* **Task brief**
Wherever the word "chain" occurs in the lines below, copy the whole line.

### Record excerpts

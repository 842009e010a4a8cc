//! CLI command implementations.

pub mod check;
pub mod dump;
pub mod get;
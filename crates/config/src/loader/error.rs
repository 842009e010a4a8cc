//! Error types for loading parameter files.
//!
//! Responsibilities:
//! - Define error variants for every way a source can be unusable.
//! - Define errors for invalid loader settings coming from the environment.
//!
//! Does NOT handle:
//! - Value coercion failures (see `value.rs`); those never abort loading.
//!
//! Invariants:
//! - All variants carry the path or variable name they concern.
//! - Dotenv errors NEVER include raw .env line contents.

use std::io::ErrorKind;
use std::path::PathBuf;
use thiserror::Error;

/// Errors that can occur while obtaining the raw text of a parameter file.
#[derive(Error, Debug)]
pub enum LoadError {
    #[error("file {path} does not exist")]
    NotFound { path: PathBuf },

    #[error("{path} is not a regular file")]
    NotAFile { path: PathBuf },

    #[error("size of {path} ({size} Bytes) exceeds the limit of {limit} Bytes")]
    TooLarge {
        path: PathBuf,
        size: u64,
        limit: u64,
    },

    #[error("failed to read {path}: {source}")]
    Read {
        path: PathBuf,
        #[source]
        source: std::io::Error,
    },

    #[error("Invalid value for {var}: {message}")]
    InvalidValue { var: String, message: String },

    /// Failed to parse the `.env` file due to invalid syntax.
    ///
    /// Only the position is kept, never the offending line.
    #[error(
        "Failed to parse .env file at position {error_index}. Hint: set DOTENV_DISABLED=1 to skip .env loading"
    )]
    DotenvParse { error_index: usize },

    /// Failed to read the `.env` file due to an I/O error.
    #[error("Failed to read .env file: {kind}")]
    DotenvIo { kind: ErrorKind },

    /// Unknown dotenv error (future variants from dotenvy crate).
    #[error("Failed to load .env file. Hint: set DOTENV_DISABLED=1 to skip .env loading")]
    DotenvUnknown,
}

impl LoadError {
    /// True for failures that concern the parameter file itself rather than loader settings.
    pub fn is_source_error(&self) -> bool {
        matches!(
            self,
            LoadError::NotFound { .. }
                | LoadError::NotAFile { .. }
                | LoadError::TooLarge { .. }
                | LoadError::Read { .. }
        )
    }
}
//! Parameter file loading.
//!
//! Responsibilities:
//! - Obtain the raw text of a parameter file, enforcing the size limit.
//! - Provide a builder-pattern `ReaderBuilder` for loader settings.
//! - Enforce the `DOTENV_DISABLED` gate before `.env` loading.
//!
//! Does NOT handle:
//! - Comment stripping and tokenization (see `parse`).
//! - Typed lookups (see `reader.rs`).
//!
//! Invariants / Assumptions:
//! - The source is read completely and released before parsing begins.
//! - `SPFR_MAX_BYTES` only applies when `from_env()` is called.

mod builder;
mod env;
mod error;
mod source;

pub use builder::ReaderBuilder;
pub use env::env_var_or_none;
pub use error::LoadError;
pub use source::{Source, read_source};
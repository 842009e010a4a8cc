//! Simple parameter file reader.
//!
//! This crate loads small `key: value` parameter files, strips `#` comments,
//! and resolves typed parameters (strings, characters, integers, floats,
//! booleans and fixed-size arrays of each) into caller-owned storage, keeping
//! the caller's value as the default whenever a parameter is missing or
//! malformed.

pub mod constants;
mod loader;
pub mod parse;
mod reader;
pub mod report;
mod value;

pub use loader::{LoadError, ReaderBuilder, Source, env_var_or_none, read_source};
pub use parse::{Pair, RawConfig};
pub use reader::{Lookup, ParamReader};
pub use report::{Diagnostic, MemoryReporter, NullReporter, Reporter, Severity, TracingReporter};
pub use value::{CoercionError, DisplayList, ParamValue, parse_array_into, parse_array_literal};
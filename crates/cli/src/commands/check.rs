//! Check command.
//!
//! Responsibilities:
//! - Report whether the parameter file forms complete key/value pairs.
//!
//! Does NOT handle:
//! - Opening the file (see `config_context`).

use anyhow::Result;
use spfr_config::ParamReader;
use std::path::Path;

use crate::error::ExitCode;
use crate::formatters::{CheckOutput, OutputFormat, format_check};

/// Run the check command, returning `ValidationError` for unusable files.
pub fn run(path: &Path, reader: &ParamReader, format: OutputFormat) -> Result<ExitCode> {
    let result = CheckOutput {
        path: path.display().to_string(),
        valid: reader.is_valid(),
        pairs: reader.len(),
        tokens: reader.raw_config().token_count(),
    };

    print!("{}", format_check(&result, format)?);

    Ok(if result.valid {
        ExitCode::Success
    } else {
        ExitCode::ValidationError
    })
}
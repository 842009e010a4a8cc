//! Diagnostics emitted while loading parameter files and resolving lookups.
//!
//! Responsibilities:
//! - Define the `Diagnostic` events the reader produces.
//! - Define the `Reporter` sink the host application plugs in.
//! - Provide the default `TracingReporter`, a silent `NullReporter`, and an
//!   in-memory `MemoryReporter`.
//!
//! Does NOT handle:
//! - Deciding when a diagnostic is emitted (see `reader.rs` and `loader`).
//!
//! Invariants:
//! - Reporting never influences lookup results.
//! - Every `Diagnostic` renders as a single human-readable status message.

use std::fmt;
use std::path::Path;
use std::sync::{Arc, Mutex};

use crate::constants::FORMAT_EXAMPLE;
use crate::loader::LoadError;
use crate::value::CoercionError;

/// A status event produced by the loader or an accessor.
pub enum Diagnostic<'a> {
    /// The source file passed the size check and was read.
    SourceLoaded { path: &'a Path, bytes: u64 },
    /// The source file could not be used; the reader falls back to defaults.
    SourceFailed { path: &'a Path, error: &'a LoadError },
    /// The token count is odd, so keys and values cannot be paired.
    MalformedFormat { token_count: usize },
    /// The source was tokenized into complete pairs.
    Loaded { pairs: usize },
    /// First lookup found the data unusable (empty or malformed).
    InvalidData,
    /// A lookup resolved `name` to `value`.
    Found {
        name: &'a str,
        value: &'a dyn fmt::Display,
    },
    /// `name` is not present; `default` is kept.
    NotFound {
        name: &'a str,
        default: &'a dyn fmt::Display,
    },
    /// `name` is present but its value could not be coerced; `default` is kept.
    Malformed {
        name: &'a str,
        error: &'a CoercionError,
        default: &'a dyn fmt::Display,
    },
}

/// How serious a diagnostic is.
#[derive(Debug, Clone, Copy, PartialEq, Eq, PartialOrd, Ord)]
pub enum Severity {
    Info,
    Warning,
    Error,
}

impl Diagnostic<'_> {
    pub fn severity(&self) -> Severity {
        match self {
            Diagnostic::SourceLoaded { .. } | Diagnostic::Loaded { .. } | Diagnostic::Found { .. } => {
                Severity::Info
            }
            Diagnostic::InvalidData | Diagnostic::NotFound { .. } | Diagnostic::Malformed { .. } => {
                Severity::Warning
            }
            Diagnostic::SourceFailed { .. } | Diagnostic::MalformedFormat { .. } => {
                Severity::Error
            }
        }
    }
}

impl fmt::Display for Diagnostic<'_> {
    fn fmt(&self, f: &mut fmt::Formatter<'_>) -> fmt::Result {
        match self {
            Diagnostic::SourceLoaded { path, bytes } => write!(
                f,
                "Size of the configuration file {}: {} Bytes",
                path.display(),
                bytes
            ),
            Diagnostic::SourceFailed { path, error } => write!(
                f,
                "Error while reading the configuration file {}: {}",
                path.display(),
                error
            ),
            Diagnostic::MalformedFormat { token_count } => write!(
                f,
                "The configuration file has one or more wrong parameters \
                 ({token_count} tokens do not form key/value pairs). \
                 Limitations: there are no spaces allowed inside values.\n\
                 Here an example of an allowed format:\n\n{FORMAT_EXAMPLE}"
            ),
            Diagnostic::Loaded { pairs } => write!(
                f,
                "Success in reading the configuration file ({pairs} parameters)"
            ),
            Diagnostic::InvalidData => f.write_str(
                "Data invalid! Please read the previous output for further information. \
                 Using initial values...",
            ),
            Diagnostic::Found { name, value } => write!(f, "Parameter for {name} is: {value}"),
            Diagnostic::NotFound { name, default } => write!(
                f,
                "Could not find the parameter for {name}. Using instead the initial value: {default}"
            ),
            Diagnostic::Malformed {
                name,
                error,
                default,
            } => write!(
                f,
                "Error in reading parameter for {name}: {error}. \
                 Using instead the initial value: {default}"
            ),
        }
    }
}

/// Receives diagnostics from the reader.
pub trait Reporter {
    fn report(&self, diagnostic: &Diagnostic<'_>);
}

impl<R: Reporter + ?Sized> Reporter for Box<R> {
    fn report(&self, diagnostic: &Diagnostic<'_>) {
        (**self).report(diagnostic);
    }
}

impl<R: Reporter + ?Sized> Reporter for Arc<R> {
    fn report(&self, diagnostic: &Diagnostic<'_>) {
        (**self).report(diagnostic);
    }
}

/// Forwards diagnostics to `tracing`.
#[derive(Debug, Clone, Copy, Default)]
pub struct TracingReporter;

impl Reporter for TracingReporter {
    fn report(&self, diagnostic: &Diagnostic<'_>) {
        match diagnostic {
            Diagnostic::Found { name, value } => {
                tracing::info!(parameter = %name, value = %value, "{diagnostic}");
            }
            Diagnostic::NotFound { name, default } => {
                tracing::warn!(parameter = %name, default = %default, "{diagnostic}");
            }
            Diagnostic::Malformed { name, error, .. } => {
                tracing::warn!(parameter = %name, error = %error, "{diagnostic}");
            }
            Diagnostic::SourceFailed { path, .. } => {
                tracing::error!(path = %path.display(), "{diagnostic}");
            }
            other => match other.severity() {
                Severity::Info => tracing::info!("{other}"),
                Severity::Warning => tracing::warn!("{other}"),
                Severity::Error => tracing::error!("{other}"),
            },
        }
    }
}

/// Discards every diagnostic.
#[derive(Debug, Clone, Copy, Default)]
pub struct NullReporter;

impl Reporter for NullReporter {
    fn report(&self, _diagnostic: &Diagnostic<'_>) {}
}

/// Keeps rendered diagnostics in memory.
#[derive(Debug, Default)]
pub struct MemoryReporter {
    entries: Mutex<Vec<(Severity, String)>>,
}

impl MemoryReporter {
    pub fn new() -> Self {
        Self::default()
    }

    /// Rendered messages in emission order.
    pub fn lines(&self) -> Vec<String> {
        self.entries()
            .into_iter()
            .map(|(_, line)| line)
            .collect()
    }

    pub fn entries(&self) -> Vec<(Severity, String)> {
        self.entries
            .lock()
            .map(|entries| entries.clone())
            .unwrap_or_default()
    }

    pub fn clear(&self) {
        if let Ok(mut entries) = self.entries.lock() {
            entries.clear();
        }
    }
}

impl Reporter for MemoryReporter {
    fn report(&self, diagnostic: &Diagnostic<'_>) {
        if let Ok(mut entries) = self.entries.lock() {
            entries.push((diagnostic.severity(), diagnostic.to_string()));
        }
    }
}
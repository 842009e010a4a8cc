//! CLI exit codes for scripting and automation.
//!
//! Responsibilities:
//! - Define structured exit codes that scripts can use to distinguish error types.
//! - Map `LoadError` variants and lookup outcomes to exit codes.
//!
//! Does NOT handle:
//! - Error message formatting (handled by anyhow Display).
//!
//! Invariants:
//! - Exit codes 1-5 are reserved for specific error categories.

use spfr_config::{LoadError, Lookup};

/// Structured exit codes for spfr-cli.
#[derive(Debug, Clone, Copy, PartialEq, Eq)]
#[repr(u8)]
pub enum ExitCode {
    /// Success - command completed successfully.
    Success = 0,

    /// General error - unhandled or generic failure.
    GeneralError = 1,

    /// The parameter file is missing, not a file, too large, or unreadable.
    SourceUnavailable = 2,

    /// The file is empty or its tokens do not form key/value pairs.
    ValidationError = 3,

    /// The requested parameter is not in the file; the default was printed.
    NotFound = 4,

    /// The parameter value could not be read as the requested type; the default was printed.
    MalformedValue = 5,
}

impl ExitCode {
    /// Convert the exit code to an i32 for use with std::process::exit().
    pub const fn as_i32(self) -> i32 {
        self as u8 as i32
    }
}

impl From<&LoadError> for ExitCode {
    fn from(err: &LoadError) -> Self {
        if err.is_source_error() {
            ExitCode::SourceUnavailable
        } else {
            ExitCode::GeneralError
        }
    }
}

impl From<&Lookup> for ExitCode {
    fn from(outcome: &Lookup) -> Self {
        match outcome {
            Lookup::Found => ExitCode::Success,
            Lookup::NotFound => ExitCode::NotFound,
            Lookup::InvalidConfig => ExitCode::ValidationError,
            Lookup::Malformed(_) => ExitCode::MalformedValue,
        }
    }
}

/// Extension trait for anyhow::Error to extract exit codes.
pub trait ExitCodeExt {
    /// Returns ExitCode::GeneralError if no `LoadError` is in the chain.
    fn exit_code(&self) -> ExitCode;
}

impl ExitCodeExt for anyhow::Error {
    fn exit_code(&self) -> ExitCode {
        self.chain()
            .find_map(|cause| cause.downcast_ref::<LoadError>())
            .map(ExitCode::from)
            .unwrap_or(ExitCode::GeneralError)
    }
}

######

* **Solution to this task**
    /// Returns ExitCode::GeneralError if no `LoadError` is in the chain.
        self.chain()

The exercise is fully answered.